* [WHAT THE EXERCISE ASKS]: Every line below that holds the word "parsing" must be listed.

--- RECORDS SUPPLIED ---

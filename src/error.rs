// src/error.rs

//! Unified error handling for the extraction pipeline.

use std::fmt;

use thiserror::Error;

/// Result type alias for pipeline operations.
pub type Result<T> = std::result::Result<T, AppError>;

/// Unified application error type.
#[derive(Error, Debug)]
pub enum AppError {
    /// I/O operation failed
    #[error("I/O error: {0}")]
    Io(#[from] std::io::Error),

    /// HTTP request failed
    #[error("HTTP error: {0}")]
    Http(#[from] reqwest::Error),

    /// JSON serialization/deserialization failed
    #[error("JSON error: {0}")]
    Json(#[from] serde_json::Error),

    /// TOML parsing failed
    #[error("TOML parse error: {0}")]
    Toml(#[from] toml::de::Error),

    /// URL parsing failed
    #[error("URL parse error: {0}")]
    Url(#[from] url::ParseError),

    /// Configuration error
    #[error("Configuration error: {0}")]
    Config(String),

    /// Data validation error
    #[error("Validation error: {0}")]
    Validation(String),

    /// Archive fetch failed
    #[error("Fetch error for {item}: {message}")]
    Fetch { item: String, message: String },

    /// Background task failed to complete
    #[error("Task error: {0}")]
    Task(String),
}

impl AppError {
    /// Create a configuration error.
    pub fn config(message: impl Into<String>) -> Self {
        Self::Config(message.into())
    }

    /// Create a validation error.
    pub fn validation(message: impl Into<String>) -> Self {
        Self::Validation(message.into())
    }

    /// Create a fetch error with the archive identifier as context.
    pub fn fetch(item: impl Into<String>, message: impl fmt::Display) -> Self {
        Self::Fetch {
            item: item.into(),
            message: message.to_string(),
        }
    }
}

---
--- RECORDS SUPPLIED ---

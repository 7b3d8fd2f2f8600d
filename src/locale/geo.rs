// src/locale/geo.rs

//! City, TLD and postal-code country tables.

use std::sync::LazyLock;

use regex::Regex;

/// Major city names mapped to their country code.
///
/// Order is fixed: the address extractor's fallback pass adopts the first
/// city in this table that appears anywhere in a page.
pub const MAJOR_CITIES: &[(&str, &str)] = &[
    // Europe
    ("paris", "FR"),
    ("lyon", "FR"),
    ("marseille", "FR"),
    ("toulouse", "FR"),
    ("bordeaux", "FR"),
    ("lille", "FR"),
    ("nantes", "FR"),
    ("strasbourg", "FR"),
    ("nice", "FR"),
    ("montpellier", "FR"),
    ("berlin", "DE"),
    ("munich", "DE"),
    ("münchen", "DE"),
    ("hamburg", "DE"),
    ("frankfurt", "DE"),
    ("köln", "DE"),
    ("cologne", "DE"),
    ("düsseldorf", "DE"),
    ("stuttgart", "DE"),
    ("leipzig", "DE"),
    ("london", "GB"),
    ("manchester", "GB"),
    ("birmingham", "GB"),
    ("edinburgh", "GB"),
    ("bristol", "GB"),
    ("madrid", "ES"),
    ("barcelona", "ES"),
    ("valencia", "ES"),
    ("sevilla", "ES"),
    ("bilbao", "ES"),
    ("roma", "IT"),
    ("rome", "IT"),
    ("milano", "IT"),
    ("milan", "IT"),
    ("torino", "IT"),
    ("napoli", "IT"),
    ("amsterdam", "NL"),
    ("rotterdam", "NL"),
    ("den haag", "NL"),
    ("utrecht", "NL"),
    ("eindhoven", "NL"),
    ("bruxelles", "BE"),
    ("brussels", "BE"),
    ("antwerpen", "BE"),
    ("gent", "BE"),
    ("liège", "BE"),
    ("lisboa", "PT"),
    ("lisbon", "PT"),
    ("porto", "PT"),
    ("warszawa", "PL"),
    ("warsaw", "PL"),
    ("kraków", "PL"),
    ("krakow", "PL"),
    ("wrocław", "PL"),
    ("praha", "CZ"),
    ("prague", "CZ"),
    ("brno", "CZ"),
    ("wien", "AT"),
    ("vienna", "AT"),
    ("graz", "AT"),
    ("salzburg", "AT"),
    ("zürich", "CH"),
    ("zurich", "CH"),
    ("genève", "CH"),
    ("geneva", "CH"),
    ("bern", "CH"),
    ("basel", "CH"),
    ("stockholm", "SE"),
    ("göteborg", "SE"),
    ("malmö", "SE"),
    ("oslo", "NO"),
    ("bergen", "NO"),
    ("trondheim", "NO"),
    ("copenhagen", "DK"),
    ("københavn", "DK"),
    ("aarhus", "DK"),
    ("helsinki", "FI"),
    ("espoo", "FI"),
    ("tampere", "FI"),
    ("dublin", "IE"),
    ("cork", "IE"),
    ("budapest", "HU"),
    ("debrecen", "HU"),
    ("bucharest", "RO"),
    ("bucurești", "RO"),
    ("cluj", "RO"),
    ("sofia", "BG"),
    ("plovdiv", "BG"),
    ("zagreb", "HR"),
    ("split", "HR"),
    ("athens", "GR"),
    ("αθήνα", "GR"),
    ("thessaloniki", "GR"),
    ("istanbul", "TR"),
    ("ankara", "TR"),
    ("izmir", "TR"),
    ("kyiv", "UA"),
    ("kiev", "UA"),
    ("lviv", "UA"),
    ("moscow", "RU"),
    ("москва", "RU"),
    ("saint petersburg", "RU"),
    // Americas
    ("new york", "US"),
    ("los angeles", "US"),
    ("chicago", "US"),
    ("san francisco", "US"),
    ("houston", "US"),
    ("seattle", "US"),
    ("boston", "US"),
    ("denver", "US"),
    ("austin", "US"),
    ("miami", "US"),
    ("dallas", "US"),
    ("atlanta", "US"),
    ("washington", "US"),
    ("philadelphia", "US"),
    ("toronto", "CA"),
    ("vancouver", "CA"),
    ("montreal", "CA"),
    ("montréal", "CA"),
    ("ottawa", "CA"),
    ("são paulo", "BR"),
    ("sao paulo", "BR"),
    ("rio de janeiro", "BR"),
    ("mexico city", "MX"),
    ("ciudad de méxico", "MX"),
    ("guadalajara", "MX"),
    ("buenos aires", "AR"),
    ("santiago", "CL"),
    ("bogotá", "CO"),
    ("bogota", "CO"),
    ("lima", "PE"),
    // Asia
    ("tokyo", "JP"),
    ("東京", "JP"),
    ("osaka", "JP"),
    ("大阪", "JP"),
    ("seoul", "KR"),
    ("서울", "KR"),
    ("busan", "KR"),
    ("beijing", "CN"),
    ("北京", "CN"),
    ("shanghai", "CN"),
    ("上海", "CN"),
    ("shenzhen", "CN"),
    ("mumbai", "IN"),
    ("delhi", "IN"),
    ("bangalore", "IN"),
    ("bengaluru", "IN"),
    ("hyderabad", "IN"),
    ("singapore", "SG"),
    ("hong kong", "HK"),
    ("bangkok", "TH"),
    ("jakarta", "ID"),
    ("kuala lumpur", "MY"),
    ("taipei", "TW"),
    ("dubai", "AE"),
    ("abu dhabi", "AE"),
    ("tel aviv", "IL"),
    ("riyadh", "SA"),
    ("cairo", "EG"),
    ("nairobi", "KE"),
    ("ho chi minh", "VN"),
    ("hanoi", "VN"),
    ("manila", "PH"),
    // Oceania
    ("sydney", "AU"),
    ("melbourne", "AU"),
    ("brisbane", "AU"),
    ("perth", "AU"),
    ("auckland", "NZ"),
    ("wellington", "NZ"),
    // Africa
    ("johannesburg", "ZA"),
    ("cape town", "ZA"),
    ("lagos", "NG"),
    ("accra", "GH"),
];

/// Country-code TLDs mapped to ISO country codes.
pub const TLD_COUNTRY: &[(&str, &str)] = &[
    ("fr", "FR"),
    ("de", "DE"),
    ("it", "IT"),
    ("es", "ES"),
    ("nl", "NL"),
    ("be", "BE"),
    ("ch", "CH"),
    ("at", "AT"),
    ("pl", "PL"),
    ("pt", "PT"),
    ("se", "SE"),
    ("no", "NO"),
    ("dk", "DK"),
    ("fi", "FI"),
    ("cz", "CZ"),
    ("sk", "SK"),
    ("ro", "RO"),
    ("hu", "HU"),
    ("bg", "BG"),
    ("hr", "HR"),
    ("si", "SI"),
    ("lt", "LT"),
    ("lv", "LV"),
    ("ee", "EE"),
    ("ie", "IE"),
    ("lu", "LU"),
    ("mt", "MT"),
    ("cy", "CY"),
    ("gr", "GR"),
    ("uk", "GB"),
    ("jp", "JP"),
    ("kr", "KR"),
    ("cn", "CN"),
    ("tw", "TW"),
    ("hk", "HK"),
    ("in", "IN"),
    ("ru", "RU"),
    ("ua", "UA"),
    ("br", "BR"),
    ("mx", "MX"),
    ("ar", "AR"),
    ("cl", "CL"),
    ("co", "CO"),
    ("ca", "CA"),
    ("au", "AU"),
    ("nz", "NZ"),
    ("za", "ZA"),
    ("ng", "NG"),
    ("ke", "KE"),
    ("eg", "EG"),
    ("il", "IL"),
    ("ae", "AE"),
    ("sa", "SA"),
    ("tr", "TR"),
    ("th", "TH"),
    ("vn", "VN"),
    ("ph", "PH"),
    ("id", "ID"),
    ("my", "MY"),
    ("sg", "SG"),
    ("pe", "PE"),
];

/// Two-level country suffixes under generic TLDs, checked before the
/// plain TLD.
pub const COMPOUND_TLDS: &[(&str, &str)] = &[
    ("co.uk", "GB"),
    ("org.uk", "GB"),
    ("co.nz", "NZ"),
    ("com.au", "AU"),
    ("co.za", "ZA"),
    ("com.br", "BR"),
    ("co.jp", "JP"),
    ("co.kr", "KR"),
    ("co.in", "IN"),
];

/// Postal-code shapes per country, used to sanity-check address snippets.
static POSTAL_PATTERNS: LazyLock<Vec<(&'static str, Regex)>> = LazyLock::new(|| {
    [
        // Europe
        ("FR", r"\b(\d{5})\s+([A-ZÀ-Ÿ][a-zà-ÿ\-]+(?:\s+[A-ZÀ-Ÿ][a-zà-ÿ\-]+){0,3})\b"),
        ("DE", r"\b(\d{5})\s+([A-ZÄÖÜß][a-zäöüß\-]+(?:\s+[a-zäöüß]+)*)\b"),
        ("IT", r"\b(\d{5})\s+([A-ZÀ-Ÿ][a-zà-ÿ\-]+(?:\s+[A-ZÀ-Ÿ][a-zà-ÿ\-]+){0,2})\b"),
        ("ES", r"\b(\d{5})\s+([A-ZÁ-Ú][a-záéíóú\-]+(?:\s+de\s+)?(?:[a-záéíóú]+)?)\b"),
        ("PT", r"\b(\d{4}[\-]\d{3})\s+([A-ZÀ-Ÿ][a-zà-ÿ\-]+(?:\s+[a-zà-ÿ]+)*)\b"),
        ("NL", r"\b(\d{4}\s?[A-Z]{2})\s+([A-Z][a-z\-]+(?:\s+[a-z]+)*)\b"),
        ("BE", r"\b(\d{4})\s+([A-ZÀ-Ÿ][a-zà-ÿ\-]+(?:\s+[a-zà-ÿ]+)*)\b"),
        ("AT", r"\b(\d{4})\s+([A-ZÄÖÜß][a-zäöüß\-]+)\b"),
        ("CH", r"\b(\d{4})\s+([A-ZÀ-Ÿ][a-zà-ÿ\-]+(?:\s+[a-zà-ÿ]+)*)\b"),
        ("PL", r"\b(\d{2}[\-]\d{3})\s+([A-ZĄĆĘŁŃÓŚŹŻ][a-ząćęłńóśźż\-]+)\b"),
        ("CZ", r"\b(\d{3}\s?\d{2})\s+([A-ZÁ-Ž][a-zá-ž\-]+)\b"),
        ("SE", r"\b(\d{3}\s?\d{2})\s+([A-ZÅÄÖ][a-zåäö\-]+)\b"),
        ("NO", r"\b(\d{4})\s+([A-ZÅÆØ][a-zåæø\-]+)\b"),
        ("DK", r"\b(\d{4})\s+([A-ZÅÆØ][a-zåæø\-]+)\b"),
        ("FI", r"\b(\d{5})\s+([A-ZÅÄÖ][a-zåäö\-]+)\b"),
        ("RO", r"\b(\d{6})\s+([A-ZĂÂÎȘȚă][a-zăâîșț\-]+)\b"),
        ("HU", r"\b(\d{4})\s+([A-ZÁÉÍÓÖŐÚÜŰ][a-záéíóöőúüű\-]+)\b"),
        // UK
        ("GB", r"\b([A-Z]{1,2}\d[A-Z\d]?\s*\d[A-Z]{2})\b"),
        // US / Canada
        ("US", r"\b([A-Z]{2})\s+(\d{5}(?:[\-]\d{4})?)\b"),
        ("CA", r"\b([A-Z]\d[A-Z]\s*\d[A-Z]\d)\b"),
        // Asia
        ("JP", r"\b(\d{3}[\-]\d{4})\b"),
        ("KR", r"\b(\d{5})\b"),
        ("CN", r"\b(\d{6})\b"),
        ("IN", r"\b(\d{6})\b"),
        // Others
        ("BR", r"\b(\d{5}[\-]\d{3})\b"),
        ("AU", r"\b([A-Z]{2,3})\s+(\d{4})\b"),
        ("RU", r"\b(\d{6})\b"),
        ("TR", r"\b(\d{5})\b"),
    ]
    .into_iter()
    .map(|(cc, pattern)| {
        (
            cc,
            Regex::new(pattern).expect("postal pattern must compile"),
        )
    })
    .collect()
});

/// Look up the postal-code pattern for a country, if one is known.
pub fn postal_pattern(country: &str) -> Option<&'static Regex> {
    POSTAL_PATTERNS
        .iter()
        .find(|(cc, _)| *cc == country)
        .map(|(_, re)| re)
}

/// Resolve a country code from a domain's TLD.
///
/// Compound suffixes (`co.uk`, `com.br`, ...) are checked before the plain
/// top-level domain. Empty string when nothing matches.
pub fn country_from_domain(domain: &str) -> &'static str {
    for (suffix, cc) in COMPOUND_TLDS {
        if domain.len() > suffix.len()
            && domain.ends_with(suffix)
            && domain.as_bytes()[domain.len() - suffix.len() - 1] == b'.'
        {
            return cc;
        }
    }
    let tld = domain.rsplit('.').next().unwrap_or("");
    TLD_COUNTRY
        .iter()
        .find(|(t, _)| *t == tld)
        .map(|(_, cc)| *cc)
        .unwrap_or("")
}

---

* [RESULT OF THE TASK]:
    /// TOML parsing failed
    /// URL parsing failed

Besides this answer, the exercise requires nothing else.